– Я уже разулся, – ответил я. – Если вам очень надо, можете подняться ко мне.
Лобский издал какой-то звук, который, по-видимому, означал недовольство моим предложением, и все же согласился. Появившись перед дверью моей квартиры, он долго и излишне старательно вытирал ноги, и шагнул в прихожую так, словно она являла собой полянку, усыпанную грибами, и Лобский очень боялся их раздавить.
– Весьма уютное гнездышко, – оценил он, глядя на зеркальный потолок и стены, обвешанные полотнами именитых художников-пейзажистов.
Я не предложил ему ни раздеться, ни пройти в комнату. Лобский, изображая неловкость, топтался у входной двери.
– В общем… гм… – произнес он, поняв, что я буду упорно молчать и не начну разговор первым. – Вы, конечно, имели право так поступить, но я хочу вам сказать, что не стоило принимать такое серьезное решение сгоряча. Вы сделали себе только хуже. Ирэн говорила, что вы вспыльчивый, но быстро отходите, но, к сожалению, команды уже утверждены, и мы уже не в силах ничего изменить…
– Я ничего не собираюсь менять, – сказал я.
– Да, конечно, – кивнул он, – и все же я не совсем понимаю причину вашей антипатии ко мне…
– Скажите, – перебил я Лобского. – Вы давно знаете Ирэн?
При упоминании этого имени лицо Лобского размякло, словно выложенное на противень тесто.
– Конечно! Много лет! Не меньше десяти, это точно!
У меня в груди что-то болезненно сжалось. Я внимательно следил за его глазами, надеясь заметить какие-либо признаки лжи, но Лобский широко улыбнулся, и при этом его глаза сузились и спрятались за плотно сомкнутыми пушистыми ресницами. Теперь он напоминал разомлевшего на солнце кота.
– А разве она вам не рассказывала? – спросил он, вскинув вверх брови. По его лицу было видно, что мой ответ ему не нужен, он и без того все прекрасно знает, но, видимо, хотел получить удовольствие. – Странно. Наверное, Ирэн не слишком доверяет вам, коль утаила такой значимый эпизод своей жизни…

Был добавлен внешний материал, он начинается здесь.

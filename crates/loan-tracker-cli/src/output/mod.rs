pub mod csv_out;
pub mod minimal;
pub mod table;

use crate::OutputFormat;
use serde_json::Value;

/// Dispatch output to the appropriate formatter.
pub fn format_output(format: &OutputFormat, value: &Value) {
    match format {
        OutputFormat::Json => print_json(value),
        OutputFormat::Table => table::print_table(value),
        OutputFormat::Csv => csv_out::print_csv(value),
        OutputFormat::Minimal => minimal::print_minimal(value),
    }
}

/// Pretty-print JSON to stdout.
fn print_json(value: &Value) {
    match serde_json::to_string_pretty(value) {
        Ok(s) => println!("{}", s),
        Err(e) => eprintln!("JSON serialization error: {}", e),
    }
}

/// Render a scalar for a single table or CSV cell. Nested values are
/// flattened so a loan's payments fit in one cell.
pub(crate) fn cell(value: &Value) -> String {
    match value {
        Value::String(s) => s.clone(),
        Value::Number(n) => n.to_string(),
        Value::Bool(b) => b.to_string(),
        Value::Null => String::new(),
        Value::Array(arr) if arr.iter().all(Value::is_object) => format!("{} item(s)", arr.len()),
        Value::Array(arr) => arr.iter().map(cell).collect::<Vec<_>>().join(", "),
        Value::Object(_) => serde_json::to_string(value).unwrap_or_default(),
    }
}

/// Column names taken from the first object of an array.
pub(crate) fn headers(arr: &[Value]) -> Option<Vec<String>> {
    match arr.first() {
        Some(Value::Object(first)) => Some(first.keys().cloned().collect()),
        _ => None,
    }
}

#[cfg(test)]
mod tests {
    use super::*;
    use serde_json::json;

    #[test]
    fn test_cell_flattens_payment_lists() {
        let payments = json!([{"id": "a"}, {"id": "b"}]);
        assert_eq!(cell(&payments), "2 item(s)");
        assert_eq!(cell(&json!(["x", 1])), "x, 1");
        assert_eq!(cell(&Value::Null), "");
        assert_eq!(cell(&json!("244000")), "244000");
    }

    #[test]
    fn test_headers_from_first_object() {
        let rows = vec![json!({"month": "2024-01-01", "total": "300"})];
        assert_eq!(
            headers(&rows),
            Some(vec!["month".to_string(), "total".to_string()])
        );
        assert_eq!(headers(&[json!(1)]), None);
    }
}
use chrono::NaiveDate;
use clap::Args;
use rust_decimal::Decimal;
use serde_json::{json, Value};

use loan_tracker_core::app_state::Command;
use loan_tracker_core::{InterestType, LoanUpdate, NewLoan};

use crate::commands::open_state;
use crate::{input, Context};

/// Arguments for recording a new loan
#[derive(Args)]
pub struct AddLoanArgs {
    /// Path to JSON input file (overrides individual flags)
    #[arg(long)]
    pub input: Option<String>,

    /// Borrower name
    #[arg(long)]
    pub borrower: Option<String>,

    /// Principal amount lent
    #[arg(long)]
    pub principal: Option<Decimal>,

    /// Interest rate in percent per period (12 = 12%)
    #[arg(long)]
    pub rate: Option<Decimal>,

    /// Period the rate refers to: monthly, quarterly or yearly
    #[arg(long, default_value = "monthly")]
    pub interest_type: InterestType,

    /// Start date (YYYY-MM-DD)
    #[arg(long)]
    pub start: Option<NaiveDate>,

    /// End date (YYYY-MM-DD)
    #[arg(long)]
    pub end: Option<NaiveDate>,
}

/// Arguments for editing a loan
#[derive(Args)]
pub struct EditLoanArgs {
    /// Loan id
    pub id: String,

    /// Path to JSON file with the fields to change
    #[arg(long)]
    pub input: Option<String>,

    #[arg(long)]
    pub borrower: Option<String>,

    #[arg(long)]
    pub principal: Option<Decimal>,

    #[arg(long)]
    pub rate: Option<Decimal>,

    #[arg(long)]
    pub interest_type: Option<InterestType>,

    #[arg(long)]
    pub start: Option<NaiveDate>,

    #[arg(long)]
    pub end: Option<NaiveDate>,
}

/// Arguments for deleting a loan
#[derive(Args)]
pub struct DeleteLoanArgs {
    /// Loan id
    pub id: String,
}

pub fn run_add_loan(args: AddLoanArgs, ctx: &Context) -> Result<Value, Box<dyn std::error::Error>> {
    let new_loan: NewLoan = match input::read_structured(args.input.as_deref())? {
        Some(loan) => loan,
        None => NewLoan {
            borrower_name: args.borrower
                .ok_or("--borrower is required (or provide --input)")?,
            principal_amount: args.principal
                .ok_or("--principal is required (or provide --input)")?,
            interest_rate: args.rate
                .ok_or("--rate is required (or provide --input)")?,
            interest_type: args.interest_type,
            start_date: args.start
                .ok_or("--start is required (or provide --input)")?,
            end_date: args.end
                .ok_or("--end is required (or provide --input)")?,
        },
    };

    let (mut store, state) = open_state(ctx)?;
    let state = state.apply(&mut store, Command::AddLoan { loan: new_loan })?;
    let created = state.loans.first().ok_or("loan was not stored")?;
    Ok(serde_json::to_value(created)?)
}

pub fn run_list_loans(ctx: &Context) -> Result<Value, Box<dyn std::error::Error>> {
    let (_, state) = open_state(ctx)?;
    Ok(serde_json::to_value(&state.loans)?)
}

pub fn run_edit_loan(args: EditLoanArgs, ctx: &Context) -> Result<Value, Box<dyn std::error::Error>> {
    let update: LoanUpdate = match input::read_structured(args.input.as_deref())? {
        Some(update) => update,
        None => LoanUpdate {
            borrower_name: args.borrower,
            principal_amount: args.principal,
            interest_rate: args.rate,
            interest_type: args.interest_type,
            start_date: args.start,
            end_date: args.end,
        },
    };
    if update == LoanUpdate::default() {
        return Err("Nothing to update: pass at least one field flag or --input".into());
    }

    let (mut store, state) = open_state(ctx)?;
    let state = state.apply(
        &mut store,
        Command::EditLoan {
            loan_id: args.id.clone(),
            update,
        },
    )?;
    let edited = state
        .loan(&args.id)
        .ok_or_else(|| format!("Loan not found: {}", args.id))?;
    Ok(serde_json::to_value(edited)?)
}

pub fn run_delete_loan(args: DeleteLoanArgs, ctx: &Context) -> Result<Value, Box<dyn std::error::Error>> {
    let (mut store, state) = open_state(ctx)?;
    let payments = state.loan(&args.id).map_or(0, |l| l.payments.len());
    state.apply(&mut store, Command::DeleteLoan { loan_id: args.id.clone() })?;
    Ok(json!({
        "deleted": args.id,
        "payments_removed": payments,
    }))
}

Еще мгновение – и я врежу ему в челюсть. Лобский догадался об этом.
– О, нет, нет! – покрутил он головой. – Я не люблю выдавать чужие тайны. Это ее право – раскрывать перед вами теневую сторону своей жизни. Я пришел вовсе не для этого. Мне нужен совет.
Я пытался предугадать, чего он добивается? Какая истинная цель его появления?
– Вы, наверное, догадались, что я тщеславен, – сказал Лобский, приглаживая ладонью волосы и искоса поглядывая на свое отражение в зеркале. – И полон решимости победить в Игре…
– Вы нуждаетесь в деньгах? – перебил я его.
– Нет, что вы! – усмехнулся Лобский. – Разве это деньги? Меня привлекает только адреналин! Побыть на острие жизни! На той грани, откуда начинается безумство храбрых… Разве вы сами не любите приключения и риск?
– Что вы от меня хотите?
– Ирэн очень привязана ко мне, и я не мог не оценить той отчаянной жертвенности, которую она продемонстрировала перед телекамерами. И все же я беспокоюсь: готова ли она к тем испытаниям, которые ожидают нас в Игре? Вы хорошо знаете ее слабые и сильные стороны…
– Разве теперь это что-нибудь изменит? Команды уже утверждены, отступать некуда. Теперь Ирэн – ваш крест.
– Конечно, конечно. Но вы говорите так зловеще…
– Я думаю, что Ирэн очень скоро пожалеет, что увязалась за вами, – сказал я откровенно и не без удовольствия. – И тогда я вам не завидую. Если ей что-нибудь не нравится, она становится совершенно несносной. Ее невозможно убедить в своей правоте. Она не станет вас слушать, и проявит завидное упрямство. За каждой вашей просьбой будет следовать категорический отказ. Над всякой вашей идеей она будет громко смеяться. Любую вашу умную мысль она повернет так, что вы почувствуете себя полным кретином. В конце концов, вы поверите в то, что вы и есть полный кретин.
– Мрачная перспектива, – произнес Лобский.
– Более чем!
– Но у вас еще есть время, чтобы морально подготовить Ирэн к испытаниям, дать ей какие-нибудь важные советы, обучить полезным приемам. Словом, настроить ее на борьбу до победного конца.
– Это не мои, а ваши проблемы.
– У меня складывается впечатление, что вам безразлично, выиграет наша пара или нет. Разве вы не хотите, чтобы Ирэн получила половину призового фонда? Это, между прочим, сто пятьдесят тысяч долларов!
– Работа в моем частном агентстве может принести значительно больше денег, – сделал я весьма смелое заявление.